Binding energies of excitonic complexes in type-II quantum rings from diffusion quantum Monte Carlo calculations

Excitonic complexes in type-II quantum-ring heterostructures may be considered as artificial atoms due to the confinement of only one charge-carrier type in an artificial nucleus. Binding energies of excitons, trions, and biexcitons in these nanostructures are then effectively ionization energies of these artificial atoms. The binding energies reported here are calculated within the effective-mass approximation using the diffusion quantum Monte Carlo method and realistic geometries for gallium antimonide rings in gallium arsenide. The electrons form a halo outside the ring, with very little charge density inside the central cavity of the ring. The de-excitonization and binding energies of the complexes are relatively independent of the precise shape of the ring.

Figure 1

Ground-state total energies per hole of a single hole $\left({\mathrm{h}}^{+}\right)$, two holes $\left(2{\mathrm{h}}^{+}\right)$, an exciton $\left(\mathrm{X}\right)$, a negative trion $\left({\mathrm{X}}^{-}\right)$, a positive trion $\left({\mathrm{X}}^{+}\right)$, and a biexciton $\left(\mathrm{XX}\right)$ in a quantum ring plotted against the aspect ratio $2R_z/(r_{\mathrm{o}}-r_{\mathrm{i}})$ of the ring's cross section.
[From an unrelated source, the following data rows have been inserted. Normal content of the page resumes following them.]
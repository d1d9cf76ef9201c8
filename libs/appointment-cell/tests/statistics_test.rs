use chrono::{Duration, NaiveDate, NaiveTime, Utc};
use uuid::Uuid;

use appointment_cell::models::{Appointment, AppointmentStats, AppointmentStatus, AppointmentType};

fn d(month: u32, day: u32) -> NaiveDate {
    NaiveDate::from_ymd_opt(2030, month, day).unwrap()
}

fn appointment(date: NaiveDate, status: AppointmentStatus) -> Appointment {
    let start = NaiveTime::from_hms_opt(10, 0, 0).unwrap();
    Appointment {
        id: Uuid::new_v4(),
        patient_id: Uuid::new_v4(),
        physiotherapist_id: Uuid::new_v4(),
        date,
        start_time: start,
        end_time: start + Duration::hours(1),
        status,
        appointment_type: AppointmentType::Consultation,
        reason: "Back pain".to_string(),
        symptoms: None,
        notes: None,
        treatment_plan: None,
        prescription: None,
        cancelled_by: None,
        cancellation_reason: None,
        created_at: Utc::now(),
        updated_at: Utc::now(),
    }
}

#[test]
fn test_stats_count_statuses_and_calendar_windows() {
    // 2030-04-10 is a Wednesday; its week runs 8th to 14th.
    let today = d(4, 10);
    let appointments = vec![
        appointment(d(4, 8), AppointmentStatus::Completed),
        appointment(d(4, 14), AppointmentStatus::Scheduled),
        appointment(d(4, 15), AppointmentStatus::Confirmed),
        appointment(d(4, 1), AppointmentStatus::Cancelled),
        appointment(d(3, 31), AppointmentStatus::Completed),
    ];

    let stats = AppointmentStats::from_appointments(&appointments, today);

    assert_eq!(
        stats,
        AppointmentStats {
            total: 5,
            scheduled: 1,
            confirmed: 1,
            completed: 2,
            cancelled: 1,
            current_month: 4,
            current_week: 2,
        }
    );
}

#[test]
fn test_week_starts_on_monday() {
    // 2030-04-14 is a Sunday; the 15th opens the next week.
    let appointments = vec![
        appointment(d(4, 8), AppointmentStatus::Scheduled),
        appointment(d(4, 15), AppointmentStatus::Scheduled),
    ];

    assert_eq!(AppointmentStats::from_appointments(&appointments, d(4, 14)).current_week, 1);
    assert_eq!(AppointmentStats::from_appointments(&appointments, d(4, 15)).current_week, 1);
    assert_eq!(AppointmentStats::from_appointments(&appointments, d(4, 16)).current_week, 1);
}

#[test]
fn test_stats_on_no_appointments_are_zero() {
    let stats = AppointmentStats::from_appointments(&[], d(4, 10));

    assert_eq!(stats.total, 0);
    assert_eq!(stats.current_month, 0);
    assert_eq!(stats.current_week, 0);
}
The mean radius and ring volume are appropriate for the GaSb/GaAs quantum rings reported in Ref. [20]. Error bars are smaller than the size of the symbols. The exciton Rydberg $R_{\mathrm{y}}^{*}$ is $4.45\mathrm{meV}$ for the experimentally relevant geometry.

Figure 2

Expected peak positions for the excitonic complexes in a photoluminescence spectrum relative to the exciton peak, for a model of the quantum rings reported in Ref. [20]. The peak heights represent the relative stability of the complexes.

Figure 3

(a) De-excitonization energies and (b) binding energies against the aspect ratio $2R_z/(r_{\mathrm{o}}-r_{\mathrm{i}})$ of a quantum ring's cross section for different charge-carrier complexes. The mean radius and ring volume are appropriate for the GaSb/GaAs quantum rings reported in Ref. [20]. Error bars are smaller than the size of the symbols. The dashed lines shows the experimentally relevant aspect ratio [20].

Figure 4

Electronic charge density $\rho$ for (a) an exciton, (b) a negative trion, (c) a positive trion, and (d) a biexciton in the experimentally relevant quantum-ring geometry [20]. The shaded regions represent the ring and ${\rho }_m$ is the maximum density across all four plots. The free exciton Bohr radius is $a_0^{*}=12.5$ nm.